#### WORK ORDER:
A word-for-word transcription of the data below is required.

#### RECORDS PROVIDED:
# # # #

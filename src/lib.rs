pub mod app;
pub mod config;
pub mod driver;
pub mod error;
pub mod input;
pub mod particles;
pub mod quality;
pub mod reveal;
pub mod sprite;
pub mod surface;
pub mod viewport;

pub use config::{AppConfig, MotionConfig};
pub use driver::{AnimationDriver, DriverState, FrameClock, FrameRenderer, FrameScheduler, TickOutcome};
pub use error::{ConfigError, DriverError, FieldError, RenderError};
pub use input::{InputSnapshot, InputState};
pub use particles::{FieldConfig, Orientation, ParticleField, PointStyle};
pub use sprite::SpriteTexture;
pub use viewport::Viewport;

# # # #

#### EXPECTED ANSWER:
filename src/lib.rs
pub mod app;
pub mod config;
pub mod driver;
pub mod error;
pub mod input;
pub mod particles;
pub mod quality;
pub mod reveal;
pub mod sprite;
pub mod surface;
pub mod viewport;

pub use config::{AppConfig, MotionConfig};
pub use driver::{AnimationDriver, DriverState, FrameClock, FrameRenderer, FrameScheduler, TickOutcome};
pub use error::{ConfigError, DriverError, FieldError, RenderError};
pub use input::{InputSnapshot, InputState};
pub use particles::{FieldConfig, Orientation, ParticleField, PointStyle};
pub use sprite::SpriteTexture;
pub use viewport::Viewport;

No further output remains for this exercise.